You can also check your user-string here:
http://www.whatsmyuseragent.com/
Somewhat same technique is used by an anti-scraping mechanism that they use while banning IPs. If you are using the same user-agent for every request you will be banned in no time. What is the solution? Well, the solution is pretty simple you have to either create a list of User-Agents or maybe use libraries like fake-useragents. I have used both techniques but for efficiency purposes, I will urge you to use the library.

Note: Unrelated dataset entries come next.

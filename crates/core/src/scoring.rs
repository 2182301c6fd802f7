//! Weighted score aggregation for a project's choices.
//!
//! Given the project's criteria (with weights), its choices, and the score
//! records attached to those choices, [`score_choices`] produces for every
//! choice a `criterion_id -> score` map and a weighted `total_score`.
//!
//! The computation is pure and infallible. A missing score record counts as
//! 0, a missing weight counts as 0, and records that reference unknown
//! criteria or choices never show up in the output.

use std::collections::{BTreeMap, HashMap};

use serde::Serialize;

use crate::types::DbId;

// ---------------------------------------------------------------------------
// Inputs
// ---------------------------------------------------------------------------

/// Anything that can be scored: exposes its id and disqualification flag.
pub trait Scorable {
    fn id(&self) -> DbId;

    /// Disqualified choices are still scored but always rank last.
    fn is_disqualified(&self) -> bool {
        false
    }
}

/// The slice of a criterion the aggregator needs.
#[derive(Debug, Clone, Copy, PartialEq)]
pub struct WeightedCriterion {
    pub id: DbId,
    pub weight: Option<f64>,
}

/// One stored rating of a choice against a criterion.
#[derive(Debug, Clone, Copy, PartialEq, Eq)]
pub struct ScoreEntry {
    pub criteria_id: DbId,
    pub choice_id: DbId,
    pub score: i32,
}

// ---------------------------------------------------------------------------
// Outputs
// ---------------------------------------------------------------------------

/// A choice enriched with its per-criterion scores and weighted total.
///
/// Serializes flat: the choice's own fields followed by `scores` and
/// `total_score`.
#[derive(Debug, Clone, PartialEq, Serialize)]
pub struct ScoredChoice<C> {
    #[serde(flatten)]
    pub choice: C,
    pub scores: BTreeMap<DbId, i32>,
    pub total_score: f64,
}

/// A scored choice with its 1-based position. Disqualified choices carry no
/// rank.
#[derive(Debug, Clone, PartialEq, Serialize)]
pub struct RankedChoice<C> {
    pub rank: Option<usize>,
    #[serde(flatten)]
    pub scored: ScoredChoice<C>,
}

// ---------------------------------------------------------------------------
// Aggregation
// ---------------------------------------------------------------------------

/// Score every choice against every criterion.
///
/// Output order matches `choices`. When `scores` holds more than one record
/// for the same `(criteria_id, choice_id)` pair, the later record wins.
pub fn score_choices<C: Scorable>(
    criteria: &[WeightedCriterion],
    choices: Vec<C>,
    scores: &[ScoreEntry],
) -> Vec<ScoredChoice<C>> {
    let lookup: HashMap<(DbId, DbId), i32> = scores
        .iter()
        .map(|s| ((s.choice_id, s.criteria_id), s.score))
        .collect();

    choices
        .into_iter()
        .map(|choice| {
            let choice_id = choice.id();
            let mut choice_scores = BTreeMap::new();
            let mut total_score = 0.0;

            for criterion in criteria {
                let score = lookup
                    .get(&(choice_id, criterion.id))
                    .copied()
                    .unwrap_or(0);
                choice_scores.insert(criterion.id, score);
                total_score += f64::from(score) * criterion.weight.unwrap_or(0.0);
            }

            ScoredChoice {
                choice,
                scores: choice_scores,
                total_score,
            }
        })
        .collect()
}

/// Order scored choices best-first.
///
/// Qualified choices come first by descending `total_score`; ties keep their
/// input order. Disqualified choices follow in input order with `rank: None`.
pub fn rank_choices<C: Scorable>(scored: Vec<ScoredChoice<C>>) -> Vec<RankedChoice<C>> {
    let (mut qualified, disqualified): (Vec<_>, Vec<_>) = scored
        .into_iter()
        .partition(|s| !s.choice.is_disqualified());

    qualified.sort_by(|a, b| b.total_score.total_cmp(&a.total_score));

    qualified
        .into_iter()
        .enumerate()
        .map(|(i, scored)| RankedChoice {
            rank: Some(i + 1),
            scored,
        })
        .chain(
            disqualified
                .into_iter()
                .map(|scored| RankedChoice { rank: None, scored }),
        )
        .collect()
}

// ---------------------------------------------------------------------------
// Tests
// ---------------------------------------------------------------------------
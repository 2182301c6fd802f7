//! Route definitions for the `/scores` resource.

use axum::routing::put;
use axum::Router;

use crate::handlers::scores;
use crate::state::AppState;

/// Routes mounted at `/scores`.
///
/// ```text
/// PUT    /                 -> upsert
/// ```
pub fn router() -> Router<AppState> {
    Router::new().route("/", put(scores::upsert))
}
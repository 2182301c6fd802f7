//! Tradeoff API server library.
//!
//! Exposes the core building blocks (config, state, error handling, routes,
//! services) so integration tests and the binary entrypoint can both access
//! them.

pub mod auth;
pub mod config;
pub mod error;
pub mod handlers;
pub mod middleware;
pub mod query;
pub mod router;
pub mod routes;
pub mod services;
pub mod state;
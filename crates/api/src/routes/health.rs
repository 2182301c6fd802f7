use axum::extract::State;
use axum::{routing::get, Json, Router};
use serde::Serialize;

use crate::state::AppState;

/// Health check response payload.
#[derive(Serialize)]
pub struct HealthResponse {
    /// Overall service status.
    pub status: &'static str,
    /// Crate version from Cargo.toml.
    pub version: &'static str,
    /// Whether the record store is reachable.
    pub store_healthy: bool,
}

/// GET /health -- returns service and store health.
async fn health_check(State(state): State<AppState>) -> Json<HealthResponse> {
    let store_healthy = state
        .call("health_check", state.store.health_check())
        .await
        .is_ok();

    let status = if store_healthy { "ok" } else { "degraded" };

    Json(HealthResponse {
        status,
        version: env!("CARGO_PKG_VERSION"),
        store_healthy,
    })
}

/// Mount health check routes (intended for root-level, NOT under `/api/v1`).
pub fn router() -> Router<AppState> {
    Router::new().route("/health", get(health_check))
}
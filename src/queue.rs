// Copyright (c) 2025, The Ruskit Authors
// MIT License
// All rights reserved.

//! # Queue Configuration
//!
//! The queue a consume entry declares and binds to its exchange.

use crate::args::Arguments;
use serde::{Deserialize, Serialize};

/// Argument holding the message TTL of a queue
pub const AMQP_HEADERS_MESSAGE_TTL: &str = "x-message-ttl";

/// Definition of a RabbitMQ queue with its declaration flags.
///
/// An empty name lets the broker generate one; the generated name is then used
/// for the binding and the consumer.
#[derive(Debug, Clone, Default, PartialEq, Serialize, Deserialize)]
#[serde(default)]
pub struct QueueConfig {
    pub name: String,
    pub durable: bool,
    pub auto_delete: bool,
    pub exclusive: bool,
    pub internal: bool,
    pub no_wait: bool,
    pub args: Arguments,
}

impl QueueConfig {
    pub fn new(name: &str) -> QueueConfig {
        QueueConfig {
            name: name.to_owned(),
            ..Default::default()
        }
    }

    /// Makes the queue durable, persisting across broker restarts.
    pub fn durable(mut self) -> Self {
        self.durable = true;
        self
    }

    /// Sets the queue to auto-delete when no longer used.
    pub fn delete(mut self) -> Self {
        self.auto_delete = true;
        self
    }

    /// Makes the queue exclusive to the connection.
    pub fn exclusive(mut self) -> Self {
        self.exclusive = true;
        self
    }

    /// Sets the message Time-To-Live (TTL) for the queue, in milliseconds.
    pub fn ttl(mut self, ttl: i64) -> Self {
        self.args
            .insert(AMQP_HEADERS_MESSAGE_TTL.to_owned(), serde_json::Value::from(ttl));
        self
    }
}
// Copyright (c) 2025, The Ruskit Authors
// MIT License
// All rights reserved.

//! # OpenTelemetry Integration for the AMQP Store
//!
//! This module provides utilities for propagating trace context through RabbitMQ
//! message headers and for creating the consumer span of each delivery.

use lapin::{
    message::Delivery,
    types::{AMQPValue, ShortString},
};
use opentelemetry::{
    global::{self, BoxedSpan, BoxedTracer},
    propagation::{Extractor, Injector},
    trace::{SpanKind, Tracer},
    Context,
};
use std::{borrow::Cow, collections::BTreeMap};
use tracing::error;

/// Name of the tracer used by the consume loop
pub(crate) const CONSUMER_TRACER: &str = "amqp consumer";

/// Reads and writes trace context in the header table of an AMQP message.
///
/// Used as the `Injector` when a message is published and as the `Extractor`
/// when a delivery reaches the consume loop.
pub(crate) struct RabbitMQTracePropagator<'a> {
    headers: &'a mut BTreeMap<ShortString, AMQPValue>,
}

impl<'a> RabbitMQTracePropagator<'a> {
    /// Wraps a header table.
    ///
    /// # Parameters
    /// * `headers` - Message headers to read from or write into
    pub(crate) fn new(headers: &'a mut BTreeMap<ShortString, AMQPValue>) -> Self {
        Self { headers }
    }
}

impl Injector for RabbitMQTracePropagator<'_> {
    /// Stores `value` as a long string under the lowercased `key`.
    ///
    /// # Parameters
    /// * `key` - Propagation field name, such as `traceparent`
    /// * `value` - Encoded field value
    fn set(&mut self, key: &str, value: String) {
        self.headers.insert(
            key.to_lowercase().into(),
            AMQPValue::LongString(value.into()),
        );
    }
}

impl Extractor for RabbitMQTracePropagator<'_> {
    /// Looks up a propagation field.
    ///
    /// # Parameters
    /// * `key` - Lowercase propagation field name
    ///
    /// # Returns
    /// The value when the header exists and holds a UTF-8 long string
    fn get(&self, key: &str) -> Option<&str> {
        self.headers.get(key).and_then(|header_value| {
            if let AMQPValue::LongString(header_value) = header_value {
                std::str::from_utf8(header_value.as_bytes())
                    .map_err(|e| error!("Error decoding header value {:?}", e))
                    .ok()
            } else {
                None
            }
        })
    }

    /// Lists every header name, propagation fields or not.
    fn keys(&self) -> Vec<&str> {
        self.headers.keys().map(|header| header.as_str()).collect()
    }
}

/// Extracts the propagated context from the delivery headers and starts the
/// consumer span of the delivery.
///
/// # Parameters
/// * `delivery` - Delivery whose headers carry the producer's context
/// * `tracer` - Tracer that starts the span
///
/// # Returns
/// The extracted parent context and a `SpanKind::Consumer` span named
/// `<exchange> receive`, or `amqp default exchange` for the nameless exchange
pub(crate) fn new_span(delivery: &Delivery, tracer: &BoxedTracer) -> (Context, BoxedSpan) {
    let mut headers = delivery
        .properties
        .headers()
        .clone()
        .unwrap_or_default()
        .inner()
        .clone();

    let ctx = global::get_text_map_propagator(|propagator| {
        propagator.extract(&RabbitMQTracePropagator::new(&mut headers))
    });

    let name = match delivery.exchange.as_str() {
        "" => "amqp default exchange".to_owned(),
        exchange => format!("{} receive", exchange),
    };

    let span = tracer
        .span_builder(Cow::from(name))
        .with_kind(SpanKind::Consumer)
        .start_with_context(tracer, &ctx);

    (ctx, span)
}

A user-agent string listing to get you started can be found here:
http://www.useragentstring.com/pages/useragentstring.php
https://developers.whatismybrowser.com/useragents/explore/
4. Make Scraping slower, keep Random Intervals in between
As you know the speed of crawling websites by humans and bots is very different. Bots can scrape websites at a very fast pace. Making fast unnecessary or random requests to a website is not good for anyone. Due to this overloading of requests a website may go down.
To avoid this mistake, make your bot sleep programmatically in between scraping processes. This will make your bot look more human to the anti-scraping mechanism. This will also not harm the website. Scrape the smallest number of pages at a time by making concurrent requests. Put a timeout of around 10 to 20 seconds and then continue scraping. As I said earlier respect the robots.txt file.
Use auto throttling mechanisms which will automatically throttle the crawling speed based on the load on both the spider and the website that you are crawling. Adjust the spider to an optimum crawling speed after a few trials run. Do this periodically because the environment does change over time.
5. Change in Scraping Pattern & Detect website change
Generally, humans don’t perform repetitive tasks as they browse through a site with random actions. But web scraping bots will crawl in the same pattern because they are programmed to do so. As I said earlier some websites have great anti-scraping mechanisms. They will catch your bot and will ban it permanently.
Now, how can you protect your bot from being caught? This can be achieved by Incorporating some random clicks on the page, mouse movements, and random actions that will make a spider look like a human.
Now, another problem is many websites change their layouts for many reasons and due to this your scraper will fail to bring data you are expecting. For this, you should have a perfect monitoring system that detects changes in their layouts and then alert you with the scenario. Then this information can be used in your scraper to work accordingly.
One of my friends is working in a large online travel agency and they crawl the web to get prices of their competitors. While doing so they have a monitoring system that mails them every 15 minutes about the status of their layouts. This keeps everything on track and their scraper never breaks.